**Exercise goal**
In the records below, find the line with "favorite.last_resolved_ip = Some(ip.to_string());" and the line with "async fn transient_failures_retry_and_announce_each_attempt()". Print both exactly, along with every line between them, and no other line.
START Extracted entries
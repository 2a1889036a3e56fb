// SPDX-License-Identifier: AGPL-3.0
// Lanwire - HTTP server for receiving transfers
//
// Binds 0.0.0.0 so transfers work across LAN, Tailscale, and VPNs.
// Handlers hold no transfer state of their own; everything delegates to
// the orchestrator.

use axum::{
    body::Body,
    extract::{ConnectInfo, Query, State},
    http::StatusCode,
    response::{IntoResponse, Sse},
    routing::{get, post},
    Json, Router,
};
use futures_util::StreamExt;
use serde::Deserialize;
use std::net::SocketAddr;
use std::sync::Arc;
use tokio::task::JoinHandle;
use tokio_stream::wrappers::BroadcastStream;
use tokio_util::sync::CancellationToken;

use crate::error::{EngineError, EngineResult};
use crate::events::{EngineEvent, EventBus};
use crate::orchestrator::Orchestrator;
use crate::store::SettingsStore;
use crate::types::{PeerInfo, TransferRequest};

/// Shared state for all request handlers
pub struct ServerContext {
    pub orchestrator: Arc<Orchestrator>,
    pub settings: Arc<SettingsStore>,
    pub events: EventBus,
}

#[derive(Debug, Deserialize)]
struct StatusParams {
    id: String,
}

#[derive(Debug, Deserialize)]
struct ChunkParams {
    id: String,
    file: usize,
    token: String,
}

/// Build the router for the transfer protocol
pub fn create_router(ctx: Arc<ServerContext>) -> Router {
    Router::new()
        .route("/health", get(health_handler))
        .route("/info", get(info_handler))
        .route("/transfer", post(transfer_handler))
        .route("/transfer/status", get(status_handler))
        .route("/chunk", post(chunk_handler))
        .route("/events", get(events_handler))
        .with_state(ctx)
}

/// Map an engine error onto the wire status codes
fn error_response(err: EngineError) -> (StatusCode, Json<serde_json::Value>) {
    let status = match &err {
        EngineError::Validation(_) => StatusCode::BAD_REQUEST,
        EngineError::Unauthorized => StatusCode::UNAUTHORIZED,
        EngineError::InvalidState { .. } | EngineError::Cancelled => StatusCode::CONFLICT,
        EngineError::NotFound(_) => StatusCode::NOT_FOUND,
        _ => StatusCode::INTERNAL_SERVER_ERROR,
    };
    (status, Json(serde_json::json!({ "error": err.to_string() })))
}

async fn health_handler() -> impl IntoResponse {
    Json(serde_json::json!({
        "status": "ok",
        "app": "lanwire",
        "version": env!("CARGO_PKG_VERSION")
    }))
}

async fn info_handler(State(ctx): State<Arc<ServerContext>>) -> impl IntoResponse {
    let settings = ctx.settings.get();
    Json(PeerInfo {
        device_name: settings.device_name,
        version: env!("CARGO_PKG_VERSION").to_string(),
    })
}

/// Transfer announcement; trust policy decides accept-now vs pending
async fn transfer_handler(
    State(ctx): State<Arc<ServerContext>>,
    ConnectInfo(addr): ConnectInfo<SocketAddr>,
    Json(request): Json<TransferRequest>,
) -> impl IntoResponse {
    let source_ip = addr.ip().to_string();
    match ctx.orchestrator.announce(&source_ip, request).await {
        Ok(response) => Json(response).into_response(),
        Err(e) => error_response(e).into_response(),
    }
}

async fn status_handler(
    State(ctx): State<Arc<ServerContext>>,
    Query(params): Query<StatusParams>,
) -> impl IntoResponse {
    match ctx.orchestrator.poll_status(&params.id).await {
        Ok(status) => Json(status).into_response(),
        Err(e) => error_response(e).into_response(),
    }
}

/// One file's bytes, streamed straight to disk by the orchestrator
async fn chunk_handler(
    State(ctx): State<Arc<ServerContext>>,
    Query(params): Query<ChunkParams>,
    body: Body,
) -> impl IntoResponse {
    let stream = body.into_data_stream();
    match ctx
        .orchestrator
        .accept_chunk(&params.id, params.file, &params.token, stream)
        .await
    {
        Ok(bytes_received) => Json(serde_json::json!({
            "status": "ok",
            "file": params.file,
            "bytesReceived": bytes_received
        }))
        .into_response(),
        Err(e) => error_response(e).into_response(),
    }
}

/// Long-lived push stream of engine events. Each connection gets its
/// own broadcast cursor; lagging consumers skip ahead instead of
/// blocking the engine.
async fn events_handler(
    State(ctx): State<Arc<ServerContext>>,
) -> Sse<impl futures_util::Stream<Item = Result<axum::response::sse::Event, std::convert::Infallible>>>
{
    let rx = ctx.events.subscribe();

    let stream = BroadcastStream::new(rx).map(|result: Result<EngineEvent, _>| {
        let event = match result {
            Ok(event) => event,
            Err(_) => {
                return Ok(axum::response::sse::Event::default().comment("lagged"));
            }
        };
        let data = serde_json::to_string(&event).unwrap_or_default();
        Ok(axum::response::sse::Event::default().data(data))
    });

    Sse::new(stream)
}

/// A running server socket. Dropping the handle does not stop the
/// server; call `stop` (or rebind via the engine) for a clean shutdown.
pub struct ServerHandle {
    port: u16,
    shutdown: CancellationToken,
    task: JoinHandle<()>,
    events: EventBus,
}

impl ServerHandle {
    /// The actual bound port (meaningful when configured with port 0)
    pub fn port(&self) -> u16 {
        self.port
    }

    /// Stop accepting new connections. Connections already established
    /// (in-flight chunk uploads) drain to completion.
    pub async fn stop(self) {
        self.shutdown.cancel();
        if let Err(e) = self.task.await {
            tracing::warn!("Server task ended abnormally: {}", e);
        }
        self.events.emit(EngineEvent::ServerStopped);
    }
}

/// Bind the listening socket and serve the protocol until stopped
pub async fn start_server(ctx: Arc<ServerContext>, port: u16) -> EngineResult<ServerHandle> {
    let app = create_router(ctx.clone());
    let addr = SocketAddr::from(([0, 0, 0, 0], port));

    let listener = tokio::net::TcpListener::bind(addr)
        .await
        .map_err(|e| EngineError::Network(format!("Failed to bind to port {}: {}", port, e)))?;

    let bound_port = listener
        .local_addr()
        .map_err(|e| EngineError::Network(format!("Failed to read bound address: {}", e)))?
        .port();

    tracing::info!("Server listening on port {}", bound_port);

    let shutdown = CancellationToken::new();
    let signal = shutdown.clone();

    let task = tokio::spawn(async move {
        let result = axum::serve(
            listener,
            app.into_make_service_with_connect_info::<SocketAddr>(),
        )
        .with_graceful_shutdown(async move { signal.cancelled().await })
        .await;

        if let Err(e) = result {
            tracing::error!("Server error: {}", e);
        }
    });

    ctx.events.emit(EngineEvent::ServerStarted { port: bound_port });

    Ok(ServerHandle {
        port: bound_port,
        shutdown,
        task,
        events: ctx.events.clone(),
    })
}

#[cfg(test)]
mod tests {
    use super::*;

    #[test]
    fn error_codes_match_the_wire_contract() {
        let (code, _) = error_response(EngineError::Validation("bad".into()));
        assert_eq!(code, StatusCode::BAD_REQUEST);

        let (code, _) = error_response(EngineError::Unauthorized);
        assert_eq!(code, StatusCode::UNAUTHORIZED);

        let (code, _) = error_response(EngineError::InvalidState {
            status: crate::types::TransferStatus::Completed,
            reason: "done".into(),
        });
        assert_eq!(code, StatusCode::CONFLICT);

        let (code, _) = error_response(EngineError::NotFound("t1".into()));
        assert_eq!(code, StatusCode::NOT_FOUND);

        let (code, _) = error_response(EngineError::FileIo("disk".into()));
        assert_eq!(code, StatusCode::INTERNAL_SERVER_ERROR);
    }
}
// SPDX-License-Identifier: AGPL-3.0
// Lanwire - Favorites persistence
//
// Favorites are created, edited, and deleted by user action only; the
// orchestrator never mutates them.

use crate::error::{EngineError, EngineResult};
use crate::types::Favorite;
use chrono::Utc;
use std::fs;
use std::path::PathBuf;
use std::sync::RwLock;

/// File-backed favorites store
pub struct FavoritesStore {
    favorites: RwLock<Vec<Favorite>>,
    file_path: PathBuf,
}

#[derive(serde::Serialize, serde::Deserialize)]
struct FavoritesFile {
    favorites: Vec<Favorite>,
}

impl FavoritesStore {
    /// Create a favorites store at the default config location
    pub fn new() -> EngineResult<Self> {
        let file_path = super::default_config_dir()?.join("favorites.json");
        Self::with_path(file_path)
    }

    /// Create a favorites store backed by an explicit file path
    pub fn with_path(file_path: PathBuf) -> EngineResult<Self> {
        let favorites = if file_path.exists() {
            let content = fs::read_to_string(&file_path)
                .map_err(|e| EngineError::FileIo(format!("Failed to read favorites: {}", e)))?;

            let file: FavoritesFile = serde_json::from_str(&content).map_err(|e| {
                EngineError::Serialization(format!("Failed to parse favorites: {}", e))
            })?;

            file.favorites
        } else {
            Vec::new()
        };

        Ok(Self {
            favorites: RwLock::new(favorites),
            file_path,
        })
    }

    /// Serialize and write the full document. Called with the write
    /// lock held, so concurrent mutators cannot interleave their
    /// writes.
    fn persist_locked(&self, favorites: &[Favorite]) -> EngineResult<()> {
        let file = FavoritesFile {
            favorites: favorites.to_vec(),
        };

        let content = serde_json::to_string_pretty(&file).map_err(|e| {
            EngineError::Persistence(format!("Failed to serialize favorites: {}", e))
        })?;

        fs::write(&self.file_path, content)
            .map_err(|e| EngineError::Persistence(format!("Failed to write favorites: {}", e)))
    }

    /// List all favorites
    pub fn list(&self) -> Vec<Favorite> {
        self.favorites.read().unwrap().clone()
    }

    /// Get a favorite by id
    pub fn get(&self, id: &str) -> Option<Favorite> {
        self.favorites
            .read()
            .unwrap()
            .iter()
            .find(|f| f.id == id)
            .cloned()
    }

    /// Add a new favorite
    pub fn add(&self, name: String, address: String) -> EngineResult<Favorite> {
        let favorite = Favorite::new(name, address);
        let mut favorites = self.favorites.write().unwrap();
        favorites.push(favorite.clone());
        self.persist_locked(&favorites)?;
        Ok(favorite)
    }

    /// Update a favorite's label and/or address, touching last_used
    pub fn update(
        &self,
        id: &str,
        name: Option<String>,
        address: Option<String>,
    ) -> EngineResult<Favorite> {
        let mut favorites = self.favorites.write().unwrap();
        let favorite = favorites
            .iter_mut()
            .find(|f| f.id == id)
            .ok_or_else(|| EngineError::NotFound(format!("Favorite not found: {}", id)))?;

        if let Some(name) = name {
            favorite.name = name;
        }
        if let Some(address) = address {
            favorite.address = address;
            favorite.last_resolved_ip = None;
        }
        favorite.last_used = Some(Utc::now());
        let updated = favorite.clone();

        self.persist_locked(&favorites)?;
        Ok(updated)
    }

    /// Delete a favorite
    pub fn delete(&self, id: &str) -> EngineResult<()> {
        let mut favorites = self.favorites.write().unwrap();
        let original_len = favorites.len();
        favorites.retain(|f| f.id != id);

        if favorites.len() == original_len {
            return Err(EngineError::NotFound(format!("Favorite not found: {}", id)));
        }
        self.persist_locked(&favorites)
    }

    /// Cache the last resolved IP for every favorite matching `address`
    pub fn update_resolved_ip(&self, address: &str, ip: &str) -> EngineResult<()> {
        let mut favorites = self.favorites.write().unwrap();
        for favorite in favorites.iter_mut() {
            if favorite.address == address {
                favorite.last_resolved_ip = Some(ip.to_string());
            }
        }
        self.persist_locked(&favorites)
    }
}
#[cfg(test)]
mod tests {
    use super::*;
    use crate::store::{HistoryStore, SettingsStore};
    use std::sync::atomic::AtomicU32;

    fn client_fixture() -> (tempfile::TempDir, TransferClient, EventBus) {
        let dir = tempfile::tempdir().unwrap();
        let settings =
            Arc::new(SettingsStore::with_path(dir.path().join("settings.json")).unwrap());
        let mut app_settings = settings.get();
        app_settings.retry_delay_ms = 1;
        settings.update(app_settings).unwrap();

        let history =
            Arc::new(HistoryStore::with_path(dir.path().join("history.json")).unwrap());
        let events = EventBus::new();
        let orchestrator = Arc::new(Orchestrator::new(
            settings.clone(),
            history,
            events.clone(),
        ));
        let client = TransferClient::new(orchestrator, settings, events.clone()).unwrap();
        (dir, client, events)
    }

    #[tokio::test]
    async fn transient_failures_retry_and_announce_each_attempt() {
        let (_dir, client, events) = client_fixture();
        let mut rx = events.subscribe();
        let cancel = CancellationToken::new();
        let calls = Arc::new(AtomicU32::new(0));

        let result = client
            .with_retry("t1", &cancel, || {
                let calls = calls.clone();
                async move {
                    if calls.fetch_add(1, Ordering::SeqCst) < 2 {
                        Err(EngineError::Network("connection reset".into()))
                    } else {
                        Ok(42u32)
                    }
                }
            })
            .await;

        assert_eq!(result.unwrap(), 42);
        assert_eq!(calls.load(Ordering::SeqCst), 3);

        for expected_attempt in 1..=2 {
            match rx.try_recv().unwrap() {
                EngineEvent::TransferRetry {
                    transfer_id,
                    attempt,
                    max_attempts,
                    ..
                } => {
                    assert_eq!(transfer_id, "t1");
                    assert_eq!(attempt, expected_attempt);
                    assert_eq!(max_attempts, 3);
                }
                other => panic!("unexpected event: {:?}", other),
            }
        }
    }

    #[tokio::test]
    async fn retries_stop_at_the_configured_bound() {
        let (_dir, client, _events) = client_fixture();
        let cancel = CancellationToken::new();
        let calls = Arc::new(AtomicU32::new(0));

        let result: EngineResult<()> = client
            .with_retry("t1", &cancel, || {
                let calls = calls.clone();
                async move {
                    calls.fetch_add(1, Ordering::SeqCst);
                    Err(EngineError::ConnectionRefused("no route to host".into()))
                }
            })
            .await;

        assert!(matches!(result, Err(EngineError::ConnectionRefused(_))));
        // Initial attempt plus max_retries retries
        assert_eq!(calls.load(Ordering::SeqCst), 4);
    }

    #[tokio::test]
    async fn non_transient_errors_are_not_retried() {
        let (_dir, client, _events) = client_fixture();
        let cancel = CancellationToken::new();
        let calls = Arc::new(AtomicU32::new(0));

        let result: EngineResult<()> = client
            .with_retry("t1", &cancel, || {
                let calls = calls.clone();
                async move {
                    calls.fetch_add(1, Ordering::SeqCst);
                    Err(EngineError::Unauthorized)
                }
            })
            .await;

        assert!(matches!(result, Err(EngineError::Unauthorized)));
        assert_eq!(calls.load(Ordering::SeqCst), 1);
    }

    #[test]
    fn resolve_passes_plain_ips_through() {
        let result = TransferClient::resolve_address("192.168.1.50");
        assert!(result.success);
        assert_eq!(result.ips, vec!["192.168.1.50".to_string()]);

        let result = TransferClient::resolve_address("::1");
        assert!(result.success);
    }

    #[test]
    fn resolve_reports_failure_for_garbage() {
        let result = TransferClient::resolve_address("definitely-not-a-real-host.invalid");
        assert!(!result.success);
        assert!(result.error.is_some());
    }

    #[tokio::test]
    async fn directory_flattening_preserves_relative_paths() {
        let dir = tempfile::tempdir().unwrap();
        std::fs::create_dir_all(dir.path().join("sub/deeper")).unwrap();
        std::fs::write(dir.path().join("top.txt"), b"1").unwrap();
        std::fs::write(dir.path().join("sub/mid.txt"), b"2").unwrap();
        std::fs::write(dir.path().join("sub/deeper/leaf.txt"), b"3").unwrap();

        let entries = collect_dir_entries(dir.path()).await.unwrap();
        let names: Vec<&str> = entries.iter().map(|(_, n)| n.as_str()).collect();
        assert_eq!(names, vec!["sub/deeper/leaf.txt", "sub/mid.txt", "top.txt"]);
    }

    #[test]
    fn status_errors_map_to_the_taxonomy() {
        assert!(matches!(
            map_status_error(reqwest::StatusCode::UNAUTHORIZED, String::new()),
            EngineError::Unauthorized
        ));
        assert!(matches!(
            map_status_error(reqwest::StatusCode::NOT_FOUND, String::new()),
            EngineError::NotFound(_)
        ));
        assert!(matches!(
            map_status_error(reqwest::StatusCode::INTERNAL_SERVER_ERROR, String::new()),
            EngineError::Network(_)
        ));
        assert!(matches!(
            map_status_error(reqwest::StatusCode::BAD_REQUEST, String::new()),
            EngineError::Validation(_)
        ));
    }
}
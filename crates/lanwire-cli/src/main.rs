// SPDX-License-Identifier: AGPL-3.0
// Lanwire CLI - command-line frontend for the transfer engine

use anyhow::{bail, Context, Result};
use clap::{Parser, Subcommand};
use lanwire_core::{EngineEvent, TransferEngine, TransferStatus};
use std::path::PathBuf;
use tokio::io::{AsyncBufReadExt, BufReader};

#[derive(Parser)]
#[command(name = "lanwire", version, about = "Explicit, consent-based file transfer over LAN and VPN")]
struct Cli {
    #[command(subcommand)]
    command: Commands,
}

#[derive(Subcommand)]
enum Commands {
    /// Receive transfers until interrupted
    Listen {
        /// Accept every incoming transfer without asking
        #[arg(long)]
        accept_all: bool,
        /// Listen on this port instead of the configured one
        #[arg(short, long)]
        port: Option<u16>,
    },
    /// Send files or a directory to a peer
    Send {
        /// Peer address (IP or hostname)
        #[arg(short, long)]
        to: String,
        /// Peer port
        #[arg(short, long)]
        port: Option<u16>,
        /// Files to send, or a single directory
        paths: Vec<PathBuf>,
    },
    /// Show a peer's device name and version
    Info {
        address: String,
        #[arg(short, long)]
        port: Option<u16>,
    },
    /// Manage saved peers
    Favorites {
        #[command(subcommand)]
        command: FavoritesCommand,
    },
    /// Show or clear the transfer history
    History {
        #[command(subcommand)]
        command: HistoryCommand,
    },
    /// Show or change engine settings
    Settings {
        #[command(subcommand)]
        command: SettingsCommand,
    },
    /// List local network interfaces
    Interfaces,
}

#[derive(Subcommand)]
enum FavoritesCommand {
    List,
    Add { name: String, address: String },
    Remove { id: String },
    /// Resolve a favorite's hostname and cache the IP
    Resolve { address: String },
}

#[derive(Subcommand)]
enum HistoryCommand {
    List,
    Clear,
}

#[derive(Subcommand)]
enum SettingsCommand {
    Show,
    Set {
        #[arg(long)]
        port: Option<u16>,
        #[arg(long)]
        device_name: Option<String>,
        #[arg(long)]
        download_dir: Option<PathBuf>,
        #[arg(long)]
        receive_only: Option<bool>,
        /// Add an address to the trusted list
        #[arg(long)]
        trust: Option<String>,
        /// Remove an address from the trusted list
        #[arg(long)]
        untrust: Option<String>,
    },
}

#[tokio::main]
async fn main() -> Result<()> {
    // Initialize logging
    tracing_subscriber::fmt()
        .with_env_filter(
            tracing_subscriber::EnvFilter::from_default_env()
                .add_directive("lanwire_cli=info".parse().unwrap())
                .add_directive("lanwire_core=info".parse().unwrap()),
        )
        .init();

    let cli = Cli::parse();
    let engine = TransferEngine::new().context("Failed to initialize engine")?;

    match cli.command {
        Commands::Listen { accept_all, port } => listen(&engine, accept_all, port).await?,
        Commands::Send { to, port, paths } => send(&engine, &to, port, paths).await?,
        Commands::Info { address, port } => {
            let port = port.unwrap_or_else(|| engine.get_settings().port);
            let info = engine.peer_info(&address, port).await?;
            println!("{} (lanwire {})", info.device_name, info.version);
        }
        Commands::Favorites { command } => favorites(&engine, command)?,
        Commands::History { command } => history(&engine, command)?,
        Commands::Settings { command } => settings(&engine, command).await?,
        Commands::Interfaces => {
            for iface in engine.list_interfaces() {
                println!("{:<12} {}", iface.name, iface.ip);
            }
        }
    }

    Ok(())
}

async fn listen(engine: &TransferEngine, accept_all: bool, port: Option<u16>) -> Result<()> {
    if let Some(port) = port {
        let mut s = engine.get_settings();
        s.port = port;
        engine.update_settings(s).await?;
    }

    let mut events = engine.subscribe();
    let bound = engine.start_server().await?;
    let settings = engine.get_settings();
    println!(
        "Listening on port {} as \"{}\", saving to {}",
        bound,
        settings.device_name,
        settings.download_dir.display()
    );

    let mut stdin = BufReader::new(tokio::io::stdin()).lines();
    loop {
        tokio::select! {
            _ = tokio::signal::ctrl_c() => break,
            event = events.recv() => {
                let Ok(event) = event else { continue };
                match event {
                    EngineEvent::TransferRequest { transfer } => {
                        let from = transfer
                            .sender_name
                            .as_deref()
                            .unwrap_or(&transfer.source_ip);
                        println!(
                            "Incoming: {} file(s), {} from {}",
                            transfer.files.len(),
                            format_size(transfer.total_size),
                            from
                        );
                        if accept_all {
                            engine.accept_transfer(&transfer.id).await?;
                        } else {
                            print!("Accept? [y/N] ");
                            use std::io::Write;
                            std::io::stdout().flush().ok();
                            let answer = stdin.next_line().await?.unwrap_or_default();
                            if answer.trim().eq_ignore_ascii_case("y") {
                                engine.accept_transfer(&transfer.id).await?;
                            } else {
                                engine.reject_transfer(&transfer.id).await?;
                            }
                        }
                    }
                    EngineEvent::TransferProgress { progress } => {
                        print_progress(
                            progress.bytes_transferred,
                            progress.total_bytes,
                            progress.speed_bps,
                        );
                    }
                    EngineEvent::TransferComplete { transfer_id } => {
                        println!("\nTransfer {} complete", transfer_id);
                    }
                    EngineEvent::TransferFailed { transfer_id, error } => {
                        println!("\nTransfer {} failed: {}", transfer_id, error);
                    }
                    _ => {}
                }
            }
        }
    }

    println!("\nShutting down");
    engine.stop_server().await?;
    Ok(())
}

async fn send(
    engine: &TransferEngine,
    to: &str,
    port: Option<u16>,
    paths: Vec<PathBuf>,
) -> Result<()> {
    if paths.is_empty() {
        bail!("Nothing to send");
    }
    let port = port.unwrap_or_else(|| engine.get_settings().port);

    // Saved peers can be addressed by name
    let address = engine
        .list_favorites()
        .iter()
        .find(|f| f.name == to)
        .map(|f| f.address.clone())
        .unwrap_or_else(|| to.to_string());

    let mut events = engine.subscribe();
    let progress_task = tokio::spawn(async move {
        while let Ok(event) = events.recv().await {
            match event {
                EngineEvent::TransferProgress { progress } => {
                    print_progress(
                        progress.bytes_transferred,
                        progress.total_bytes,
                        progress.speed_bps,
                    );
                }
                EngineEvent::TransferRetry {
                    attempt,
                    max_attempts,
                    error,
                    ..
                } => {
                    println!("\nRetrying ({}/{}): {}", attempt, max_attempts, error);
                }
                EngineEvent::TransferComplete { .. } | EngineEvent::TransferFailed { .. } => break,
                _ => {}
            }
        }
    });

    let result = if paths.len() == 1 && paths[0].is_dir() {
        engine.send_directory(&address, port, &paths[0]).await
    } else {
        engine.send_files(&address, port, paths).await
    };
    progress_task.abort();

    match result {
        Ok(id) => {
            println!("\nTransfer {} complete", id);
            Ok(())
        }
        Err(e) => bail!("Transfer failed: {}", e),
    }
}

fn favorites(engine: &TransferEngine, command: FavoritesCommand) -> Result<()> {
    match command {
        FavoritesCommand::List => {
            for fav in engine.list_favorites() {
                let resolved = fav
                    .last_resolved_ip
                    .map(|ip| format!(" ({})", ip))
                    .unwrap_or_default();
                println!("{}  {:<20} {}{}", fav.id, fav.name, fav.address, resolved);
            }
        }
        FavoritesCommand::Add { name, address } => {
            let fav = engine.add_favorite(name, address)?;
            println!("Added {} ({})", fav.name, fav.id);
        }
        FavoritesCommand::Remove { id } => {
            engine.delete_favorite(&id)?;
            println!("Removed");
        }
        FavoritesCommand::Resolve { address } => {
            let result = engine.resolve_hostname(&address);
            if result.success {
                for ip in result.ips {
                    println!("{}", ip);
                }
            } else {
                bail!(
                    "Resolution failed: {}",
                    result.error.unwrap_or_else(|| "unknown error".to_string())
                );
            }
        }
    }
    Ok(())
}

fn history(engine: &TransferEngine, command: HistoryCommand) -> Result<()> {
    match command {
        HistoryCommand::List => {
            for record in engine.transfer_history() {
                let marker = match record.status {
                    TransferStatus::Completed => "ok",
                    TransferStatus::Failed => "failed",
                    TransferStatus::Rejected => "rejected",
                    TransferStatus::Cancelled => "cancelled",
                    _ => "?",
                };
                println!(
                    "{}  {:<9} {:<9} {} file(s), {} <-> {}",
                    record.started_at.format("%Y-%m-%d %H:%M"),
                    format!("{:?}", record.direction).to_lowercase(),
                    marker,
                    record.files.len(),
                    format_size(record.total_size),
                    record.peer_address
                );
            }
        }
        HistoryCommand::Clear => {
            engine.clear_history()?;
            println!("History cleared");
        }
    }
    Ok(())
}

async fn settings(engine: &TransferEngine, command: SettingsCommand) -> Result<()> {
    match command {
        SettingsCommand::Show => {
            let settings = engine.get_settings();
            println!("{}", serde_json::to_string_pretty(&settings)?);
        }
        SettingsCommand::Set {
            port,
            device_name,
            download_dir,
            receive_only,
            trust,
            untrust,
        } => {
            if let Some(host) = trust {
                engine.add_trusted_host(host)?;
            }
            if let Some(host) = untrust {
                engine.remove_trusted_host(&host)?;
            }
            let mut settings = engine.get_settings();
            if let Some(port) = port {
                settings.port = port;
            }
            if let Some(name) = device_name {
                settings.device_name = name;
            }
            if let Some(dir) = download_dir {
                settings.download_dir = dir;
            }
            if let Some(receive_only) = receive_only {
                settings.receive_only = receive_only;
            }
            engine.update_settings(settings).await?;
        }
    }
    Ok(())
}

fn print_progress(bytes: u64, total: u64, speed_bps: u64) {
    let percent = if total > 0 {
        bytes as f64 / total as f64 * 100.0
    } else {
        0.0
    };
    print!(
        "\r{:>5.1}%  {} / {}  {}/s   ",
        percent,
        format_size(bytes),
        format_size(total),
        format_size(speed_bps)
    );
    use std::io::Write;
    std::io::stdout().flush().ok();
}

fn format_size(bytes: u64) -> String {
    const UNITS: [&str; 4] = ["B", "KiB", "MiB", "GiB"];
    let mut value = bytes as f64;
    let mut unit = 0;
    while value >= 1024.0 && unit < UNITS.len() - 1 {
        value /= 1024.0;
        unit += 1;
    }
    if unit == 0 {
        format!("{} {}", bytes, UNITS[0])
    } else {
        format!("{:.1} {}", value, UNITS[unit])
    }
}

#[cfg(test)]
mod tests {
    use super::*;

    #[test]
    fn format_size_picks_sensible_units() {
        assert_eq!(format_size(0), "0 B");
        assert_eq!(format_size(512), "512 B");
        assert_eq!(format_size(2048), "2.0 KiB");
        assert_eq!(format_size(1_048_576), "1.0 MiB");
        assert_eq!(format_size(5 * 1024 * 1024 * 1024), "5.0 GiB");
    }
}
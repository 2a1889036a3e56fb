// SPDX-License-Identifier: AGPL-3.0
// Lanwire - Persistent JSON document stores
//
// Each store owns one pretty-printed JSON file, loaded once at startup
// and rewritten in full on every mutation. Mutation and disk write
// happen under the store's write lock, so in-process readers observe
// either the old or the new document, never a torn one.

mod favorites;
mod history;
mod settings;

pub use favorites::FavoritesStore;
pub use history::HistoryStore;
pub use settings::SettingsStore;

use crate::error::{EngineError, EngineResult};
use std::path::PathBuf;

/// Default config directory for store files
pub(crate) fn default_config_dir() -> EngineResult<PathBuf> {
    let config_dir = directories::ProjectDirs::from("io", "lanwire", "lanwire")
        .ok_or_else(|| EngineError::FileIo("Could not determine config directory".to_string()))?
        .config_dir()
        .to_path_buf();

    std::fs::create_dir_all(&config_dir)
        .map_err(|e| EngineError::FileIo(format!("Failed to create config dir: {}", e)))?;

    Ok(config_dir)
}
END Extracted entries
**Reply to the task**
                favorite.last_resolved_ip = Some(ip.to_string());
            }
        }
        self.persist_locked(&favorites)
    }
}
#[cfg(test)]
mod tests {
    use super::*;
    use crate::store::{HistoryStore, SettingsStore};
    use std::sync::atomic::AtomicU32;

    fn client_fixture() -> (tempfile::TempDir, TransferClient, EventBus) {
        let dir = tempfile::tempdir().unwrap();
        let settings =
            Arc::new(SettingsStore::with_path(dir.path().join("settings.json")).unwrap());
        let mut app_settings = settings.get();
        app_settings.retry_delay_ms = 1;
        settings.update(app_settings).unwrap();

        let history =
            Arc::new(HistoryStore::with_path(dir.path().join("history.json")).unwrap());
        let events = EventBus::new();
        let orchestrator = Arc::new(Orchestrator::new(
            settings.clone(),
            history,
            events.clone(),
        ));
        let client = TransferClient::new(orchestrator, settings, events.clone()).unwrap();
        (dir, client, events)
    }

    #[tokio::test]
    async fn transient_failures_retry_and_announce_each_attempt() {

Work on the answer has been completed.